12話 ターゲットは、明確に
「信じたくはないが、母上いわくは、オーブリーの勘が当たっている」
宰相補佐官執務室に、苦悶の表情を浮かべたバルナバスが訪ねてきたのは、四の鐘の後だった。
手には、封筒が一通握られている。辺境領フォクトから早馬で届いたという手紙だ。
「そうか……」
応接テーブルで紅茶を飲むロイクは、眉間に深い皺を寄せた。
ヨロズ商会のメンバーは壁際に三人そろって立ち、テーブルに着くロイク、オーブリー、バルナバスの三人を見下ろす格好だ。

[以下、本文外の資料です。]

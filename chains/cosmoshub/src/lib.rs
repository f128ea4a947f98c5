pub mod client;
pub mod config;
pub mod engine;
pub mod health;
pub mod sweeper;
pub mod utils;
pub mod wallet;
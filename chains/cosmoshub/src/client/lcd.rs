use super::{ChainError, NodeStatus, TxStatus};
use anyhow::Context;
use core_logic::{MetricsCollector, NetworkError};
use reqwest::{Client, StatusCode};
use serde::de::DeserializeOwned;
use serde::Deserialize;
use std::sync::Arc;
use std::time::{Duration, Instant};
use tracing::debug;

const REQUEST_TIMEOUT: Duration = Duration::from_secs(30);

/// Read-only access to the LCD REST API and the node `/status` route.
#[derive(Debug, Clone)]
pub struct LcdClient {
    client: Client,
    denom: String,
    metrics: Option<Arc<MetricsCollector>>,
}

#[derive(Debug, Deserialize)]
struct Coin {
    denom: String,
    amount: String,
}

#[derive(Debug, Deserialize)]
struct BalancesResponse {
    #[serde(default)]
    balances: Vec<Coin>,
}

#[derive(Debug, Deserialize)]
struct RewardsResponse {
    #[serde(default)]
    total: Vec<Coin>,
}

#[derive(Debug, Deserialize)]
struct TxEnvelope {
    tx_response: TxResponse,
}

#[derive(Debug, Deserialize)]
struct TxResponse {
    #[serde(default)]
    code: u32,
    #[serde(default)]
    raw_log: String,
    #[serde(default)]
    height: String,
}

#[derive(Debug, Deserialize)]
struct StatusEnvelope {
    result: StatusResult,
}

#[derive(Debug, Deserialize)]
struct StatusResult {
    node_info: NodeInfo,
    sync_info: SyncInfo,
}

#[derive(Debug, Deserialize)]
struct NodeInfo {
    #[serde(default)]
    network: String,
}

#[derive(Debug, Deserialize)]
struct SyncInfo {
    latest_block_height: String,
    catching_up: bool,
}

impl LcdClient {
    pub fn new(denom: &str) -> anyhow::Result<Self> {
        let client = Client::builder()
            .timeout(REQUEST_TIMEOUT)
            .connect_timeout(Duration::from_secs(10))
            .user_agent("cosmoshub-sweeper/0.1")
            .build()
            .context("Failed to build HTTP client")?;

        Ok(Self {
            client,
            denom: denom.to_string(),
            metrics: None,
        })
    }

    pub fn with_metrics(mut self, metrics: Arc<MetricsCollector>) -> Self {
        self.metrics = Some(metrics);
        self
    }

    pub async fn balance(&self, api_url: &str, address: &str) -> Result<u64, ChainError> {
        let url = format!(
            "{}/cosmos/bank/v1beta1/balances/{}",
            api_url.trim_end_matches('/'),
            address
        );
        let body = self.get_text(&url).await?;
        parse_balance(&body, &self.denom).map_err(|reason| ChainError::Parse {
            endpoint: api_url.to_string(),
            reason,
        })
    }

    pub async fn rewards(&self, api_url: &str, address: &str) -> Result<u64, ChainError> {
        let url = format!(
            "{}/cosmos/distribution/v1beta1/delegators/{}/rewards",
            api_url.trim_end_matches('/'),
            address
        );
        let body = self.get_text(&url).await?;
        parse_rewards(&body, &self.denom).map_err(|reason| ChainError::Parse {
            endpoint: api_url.to_string(),
            reason,
        })
    }

    pub async fn tx(&self, api_url: &str, hash: &str) -> Result<Option<TxStatus>, ChainError> {
        let url = format!(
            "{}/cosmos/tx/v1beta1/txs/{}",
            api_url.trim_end_matches('/'),
            hash
        );

        let started = Instant::now();
        let response = self
            .client
            .get(&url)
            .send()
            .await
            .map_err(|e| network_error(e, api_url))?;
        self.observe(started);

        let status = response.status();
        let body = response
            .text()
            .await
            .map_err(|e| network_error(e, api_url))?;

        if status == StatusCode::NOT_FOUND || (!status.is_success() && body.contains("not found")) {
            debug!("tx {} not yet indexed on {}", hash, api_url);
            return Ok(None);
        }
        check_status(status, api_url)?;

        // Lagging nodes sometimes answer 200 with an empty or partial body.
        Ok(parse_tx(&body))
    }

    pub async fn node_status(&self, rpc_url: &str) -> Result<NodeStatus, ChainError> {
        let url = format!("{}/status", rpc_url.trim_end_matches('/'));
        let envelope: StatusEnvelope = self.get_json(&url, rpc_url).await?;

        let latest_block_height = envelope
            .result
            .sync_info
            .latest_block_height
            .parse()
            .map_err(|_| ChainError::Parse {
                endpoint: rpc_url.to_string(),
                reason: "latest_block_height is not a number".to_string(),
            })?;

        Ok(NodeStatus {
            network: envelope.result.node_info.network,
            latest_block_height,
            catching_up: envelope.result.sync_info.catching_up,
        })
    }

    async fn get_text(&self, url: &str) -> Result<String, ChainError> {
        let started = Instant::now();
        let response = self
            .client
            .get(url)
            .send()
            .await
            .map_err(|e| network_error(e, url))?;
        self.observe(started);

        check_status(response.status(), url)?;
        response.text().await.map_err(|e| network_error(e, url).into())
    }

    async fn get_json<T: DeserializeOwned>(&self, url: &str, endpoint: &str) -> Result<T, ChainError> {
        let body = self.get_text(url).await?;
        serde_json::from_str(&body).map_err(|e| ChainError::Parse {
            endpoint: endpoint.to_string(),
            reason: e.to_string(),
        })
    }

    fn observe(&self, started: Instant) {
        if let Some(metrics) = &self.metrics {
            metrics.record_rpc_latency(started.elapsed());
        }
    }
}

fn network_error(e: reqwest::Error, endpoint: &str) -> NetworkError {
    if e.is_timeout() {
        NetworkError::Timeout {
            timeout_ms: REQUEST_TIMEOUT.as_millis() as u64,
            endpoint: endpoint.to_string(),
        }
    } else if e.is_connect() {
        NetworkError::ConnectionRefused {
            endpoint: endpoint.to_string(),
            reason: e.to_string(),
        }
    } else {
        NetworkError::InvalidResponse {
            endpoint: endpoint.to_string(),
            reason: e.to_string(),
        }
    }
}

fn check_status(status: StatusCode, endpoint: &str) -> Result<(), NetworkError> {
    if status == StatusCode::TOO_MANY_REQUESTS {
        return Err(NetworkError::RateLimited {
            endpoint: endpoint.to_string(),
        });
    }
    if !status.is_success() {
        return Err(NetworkError::HttpError {
            status_code: status.as_u16(),
            endpoint: endpoint.to_string(),
        });
    }
    Ok(())
}

/// Integer part of a Cosmos amount string. Reward amounts are decimals
/// with eighteen fractional digits.
fn whole_units(amount: &str) -> Result<u64, String> {
    let integer = amount.split('.').next().unwrap_or_default();
    if integer.is_empty() {
        return Ok(0);
    }
    integer
        .parse()
        .map_err(|_| format!("invalid amount '{}'", amount))
}

fn parse_balance(body: &str, denom: &str) -> Result<u64, String> {
    let response: BalancesResponse = serde_json::from_str(body).map_err(|e| e.to_string())?;
    response
        .balances
        .iter()
        .find(|c| c.denom == denom)
        .map(|c| whole_units(&c.amount))
        .unwrap_or(Ok(0))
}

fn parse_rewards(body: &str, denom: &str) -> Result<u64, String> {
    let response: RewardsResponse = serde_json::from_str(body).map_err(|e| e.to_string())?;
    response
        .total
        .iter()
        .find(|c| c.denom == denom)
        .map(|c| whole_units(&c.amount))
        .unwrap_or(Ok(0))
}

fn parse_tx(body: &str) -> Option<TxStatus> {
    let envelope: TxEnvelope = serde_json::from_str(body).ok()?;
    let response = envelope.tx_response;
    Some(TxStatus {
        code: response.code,
        raw_log: response.raw_log,
        height: response.height.parse().unwrap_or(0),
    })
}
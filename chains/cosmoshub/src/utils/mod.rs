pub mod allocator;
pub mod gas;

pub use allocator::{allocate, min_send_threshold, Allocation};
pub use gas::{
    calculate_fee, escalate_gas, FeeError, FixedProbe, GasEstimator, GasProbe, PerKind,
    ScriptProbe, TxKind,
};
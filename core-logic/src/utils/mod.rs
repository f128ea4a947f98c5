//! # Utilities Module
//!
//! Internal utility modules for the core-logic crate.
//! These modules are marked as `pub(crate)` to enforce API boundaries.

// Internal modules - not part of public API
pub(crate) mod logger;
pub(crate) mod retry;
pub(crate) mod rpc_manager;
pub(crate) mod wallet_manager;

// Selective exports - only public utilities
pub use logger::{setup_logger, TracingSink, TX_RESULT_TARGET};
pub use rpc_manager::{RpcEndpoint, RpcHealthStatus, RpcManager, FAILURE_THRESHOLD};
pub use wallet_manager::{Destination, DestinationBook};
use anyhow::{anyhow, Context};
use clap::Parser;
use log::info;
use std::io;

use tone_scope::{
    cli::{self, Args},
    config::Config,
    pcm::{self, PcmSpec},
    scope_panel::Scope,
    time_axis::TimeAxis,
    tone::Tone,
};

fn main() -> anyhow::Result<()> {
    env_logger::init(); // Log to stderr (if you run with `RUST_LOG=debug`).

    let args = Args::parse();
    let settings = args.settings()?;

    let frequency = match args.frequency {
        Some(freq) => cli::check_frequency(freq)?,
        None => cli::read_frequency(io::stdin().lock(), &mut io::stdout())?,
    };

    let tone = Tone::new(frequency, settings.sample_rate, settings.seconds);
    let axis = TimeAxis::new(tone, settings.width, settings.height);
    info!(
        "{} Hz, {} samples, dx {}",
        tone.frequency(),
        tone.sample_count(),
        axis.dx()
    );

    let samples: Vec<i16> = tone.pcm_samples().collect();
    let header = pcm::write_file(
        &settings.output,
        PcmSpec::mono_16(tone.sample_rate()),
        &samples,
    )
    .with_context(|| format!("writing {}", settings.output.display()))?;
    info!(
        "wrote {} ({} bytes)",
        settings.output.display(),
        header.riff_len() + 8
    );

    let scope = Scope::new(axis, Config::default());
    let options = eframe::NativeOptions {
        viewport: egui::ViewportBuilder::default()
            .with_inner_size([settings.width as f32, settings.height as f32])
            .with_resizable(false),
        ..Default::default()
    };
    eframe::run_native(
        "Tone Scope",
        options,
        Box::new(|_cc| Box::new(App { scope })),
    )
    .map_err(|e| anyhow!("{}", e))
}

struct App {
    scope: Scope,
}

impl eframe::App for App {
    fn update(&mut self, ctx: &egui::Context, _frame: &mut eframe::Frame) {
        egui::CentralPanel::default()
            .frame(egui::Frame::none().fill(self.scope.config().background))
            .show(ctx, |ui| {
                self.scope.ui_content(ui);
            });
    }
}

バニラの産地であり、赤色が象徴である隣国クアドラド王国は、香辛料と砂漠に生息するスコーピオ類の素材の産地で有名である。暑さに耐えうるクアドラド民は褐色肌が身体的特徴で、バルナバスの肌も母親から受け継いだものだ。王族と部族の集合体で成り立つ小国は、長年ラブレー王国と交易を続けてきた友好国のはずだった。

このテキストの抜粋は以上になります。